Mrs Badgerow said the island is not alone in being in a state of ’enhanced follow-up’ along with other jurisdictions.

She told Business News that the ’typical protocol’ would be for Moneyval to come back and do a follow up review.

’But the reality with Covid and with the number of jurisdictions in enhanced follow up, it’s looking impossible.’

She said FATF (Financial Action Task Torce) a body that oversees the work of Moneyval, has undertaken a strategic review of the way forward recognising that Covid has added ’additional complexity’ over reviews in jurisdictions.

Mrs Badgrow said: ’It is a time of reflection for many and Covid has accelerated that reflection over assessments going forward.’

She anticipated there would be an issue over whether reviews should take place on-site in some places and off-site in others and stressed the importance of a ’level playing field’.

Mrs Badgerow admitted it has been a ’long hard road since the 2016 review by Moneyval’ and subsequent reports.

But she added: ’There has been great progress.

’We are almost all the way to getting signed up on all of our areas of compliance.’

She explained that out of 40 Moneyval recommendations on meeting international standards there was only one technical issue remaining where the FSA has a ’fundamental disagreement’.

Mrs Badgerow plans to leave the island later this year after six years in the hot seat, as reported in Business News last month.

She stressed the FSA was keen to ’fight the fight for (the financial) industry.

She said: ’If we think something is amiss with a code and it does not make a sense in its application to a certain sector we will make that case.

’We should have had a review (with Moneyval) scheduled for 2021 as a jurisdiction, it’s not going to happen because they are so backlogged.

’So we don’t know if we will have a follow-up review. We have done all we can but it’s not about checking boxes here, the work we have done here has been all about protecting the island from financial crime.

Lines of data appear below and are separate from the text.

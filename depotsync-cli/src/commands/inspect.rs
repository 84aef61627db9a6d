//! `depotsync inspect`: summarize a manifest.

use std::path::PathBuf;

use clap::Args;
use console::style;
use depotsync::manifest::Manifest;
use depotsync::size::{calculate_total_size, format_bytes};

use super::common::load_manifest;
use crate::error::CliError;

#[derive(Debug, Args)]
pub struct InspectArgs {
    /// Manifest file (binary or JSON, optionally compressed)
    pub manifest: PathBuf,

    /// List every file with its size
    #[arg(long)]
    pub files: bool,
}

pub fn run(args: InspectArgs) -> Result<(), CliError> {
    let manifest = load_manifest(&args.manifest)?;

    println!("{}", style(args.manifest.display()).bold());
    for line in summary_lines(&manifest) {
        println!("  {}", line);
    }

    if args.files {
        println!();
        for file in &manifest.files {
            let kind = if file.is_symlink() { "link" } else { "file" };
            println!("  {:>12}  {:<4}  {}", format_bytes(file.size()), kind, file.path());
        }
    }
    Ok(())
}

fn summary_lines(manifest: &Manifest) -> Vec<String> {
    let download = calculate_total_size(&manifest.files, &manifest.chunks);
    let mut lines = vec![
        format!("Format:     {:?} (version {})", manifest.format, manifest.version),
        format!("Files:      {}", manifest.files.len()),
        format!("Chunks:     {}", manifest.chunks.len()),
        format!("Installed:  {}", format_bytes(manifest.installed_size())),
        format!("Download:   {}", format_bytes(download)),
    ];
    if !manifest.meta.app_name.is_empty() {
        lines.push(format!(
            "App:        {} {}",
            manifest.meta.app_name, manifest.meta.build_version
        ));
    }
    if !manifest.meta.launch_exe.is_empty() {
        lines.push(format!("Launch:     {}", manifest.meta.launch_exe));
    }
    let executables = manifest.executable_files().count();
    if executables > 0 {
        lines.push(format!("Executable: {} file(s)", executables));
    }
    lines
}

#[cfg(test)]
mod tests {
    use super::*;
    use depotsync::manifest::{ChunkCatalog, CustomFields, ManifestFormat, ManifestMeta};

    #[test]
    fn test_summary_skips_empty_metadata() {
        let manifest = Manifest {
            format: ManifestFormat::GogGen2,
            version: 2,
            header_size: 0,
            is_compressed: false,
            meta: ManifestMeta::default(),
            chunks: ChunkCatalog::dedup(Vec::new()),
            files: Vec::new(),
            custom_fields: CustomFields::new(Vec::new()),
        };

        let lines = summary_lines(&manifest);
        assert_eq!(lines.len(), 5);
        assert!(lines[0].contains("GogGen2"));
        assert!(lines[3].ends_with("0.00 B"));
    }
}
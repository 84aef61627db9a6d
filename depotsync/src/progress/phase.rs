//! Download lifecycle phases.

use std::fmt;
use std::str::FromStr;

/// Lifecycle phase of a download.
///
/// ```text
/// Unknown -> Preparing -> Downloading <-> Paused
///   -> Verifying -> Patching -> ApplyingData -> Finalizing -> Complete
/// any -> Failed
/// ```
#[derive(Debug, Clone, Copy, PartialEq, Eq, Hash, Default)]
pub enum DownloadPhase {
    #[default]
    Unknown,
    Preparing,
    Downloading,
    Paused,
    Verifying,
    Patching,
    ApplyingData,
    Finalizing,
    Complete,
    Failed,
}

impl DownloadPhase {
    /// `Complete` and `Failed` accept no further transitions.
    pub fn is_terminal(&self) -> bool {
        matches!(self, Self::Complete | Self::Failed)
    }

    /// Phases in which an ETA is meaningful.
    pub fn allows_eta(&self) -> bool {
        matches!(self, Self::Unknown | Self::Downloading)
    }

    /// Entering `Downloading` from any phase but itself or `Unknown` starts a
    /// fresh speed history.
    pub(crate) fn resets_speed_on_entry(previous: Self, next: Self) -> bool {
        next == Self::Downloading && !matches!(previous, Self::Downloading | Self::Unknown)
    }

    pub fn as_str(&self) -> &'static str {
        match self {
            Self::Unknown => "UNKNOWN",
            Self::Preparing => "PREPARING",
            Self::Downloading => "DOWNLOADING",
            Self::Paused => "PAUSED",
            Self::Verifying => "VERIFYING",
            Self::Patching => "PATCHING",
            Self::ApplyingData => "APPLYING_DATA",
            Self::Finalizing => "FINALIZING",
            Self::Complete => "COMPLETE",
            Self::Failed => "FAILED",
        }
    }

    /// Parse a phase name, mapping anything unrecognized to `Unknown`.
    pub fn from_name(name: &str) -> Self {
        name.parse().unwrap_or_default()
    }
}

impl fmt::Display for DownloadPhase {
    fn fmt(&self, f: &mut fmt::Formatter<'_>) -> fmt::Result {
        f.write_str(self.as_str())
    }
}

impl FromStr for DownloadPhase {
    type Err = String;

    fn from_str(s: &str) -> Result<Self, Self::Err> {
        let phase = match s.to_ascii_uppercase().as_str() {
            "UNKNOWN" => Self::Unknown,
            "PREPARING" => Self::Preparing,
            "DOWNLOADING" => Self::Downloading,
            "PAUSED" => Self::Paused,
            "VERIFYING" => Self::Verifying,
            "PATCHING" => Self::Patching,
            "APPLYING_DATA" => Self::ApplyingData,
            "FINALIZING" => Self::Finalizing,
            "COMPLETE" => Self::Complete,
            "FAILED" => Self::Failed,
            _ => return Err(format!("unknown download phase: {}", s)),
        };
        Ok(phase)
    }
}

#[cfg(test)]
mod tests {
    use super::*;

    #[test]
    fn test_terminal_phases() {
        assert!(DownloadPhase::Complete.is_terminal());
        assert!(DownloadPhase::Failed.is_terminal());
        assert!(!DownloadPhase::Paused.is_terminal());
    }

    #[test]
    fn test_speed_reset_rule() {
        use DownloadPhase::*;
        assert!(DownloadPhase::resets_speed_on_entry(Paused, Downloading));
        assert!(DownloadPhase::resets_speed_on_entry(Preparing, Downloading));
        assert!(!DownloadPhase::resets_speed_on_entry(Unknown, Downloading));
        assert!(!DownloadPhase::resets_speed_on_entry(Downloading, Downloading));
        assert!(!DownloadPhase::resets_speed_on_entry(Paused, Verifying));
    }

    #[test]
    fn test_from_name() {
        assert_eq!(DownloadPhase::from_name("APPLYING_DATA"), DownloadPhase::ApplyingData);
        assert_eq!(DownloadPhase::from_name("paused"), DownloadPhase::Paused);
        assert_eq!(DownloadPhase::from_name("bogus"), DownloadPhase::Unknown);
    }
}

That work is work we continue and we have good infrastructure now of data and intelligence sharing.

’We march on.’

Recently a government report highlighted that, by adopting the recommendations made by Moneyval, the Isle of Man has succeeded in making significant progress, underpinned by substantial Government investment into financial intelligence, asset recovery and financial crime investigation.

Meanwhile Mrs Badgerow said people are very proud to be Manx and to be part of the Isle of Man.

’Part of being proud is making sure we have a jurisdiction that is well respected and regarded internationally. And I think it is.

’That work is really important .

’We are trying to uphold the good reputation and the good business.

’In the main by far the large majority of businesses do great business and just want to make sure that we don’t taint the good business with the bad.’

By having good respected frameworks is to the betterment of all. Every jurisdiction has a vulnerability to financial crime. It is not unique to the Isle of Man.

’When Moneyval did their fifth round reviews which included effectiveness, over 80% of jurisdictions were in follow up.

’So it tells you that globally this is not just an Isle of Man, Jersey, Guernsey or Gibraltar problem.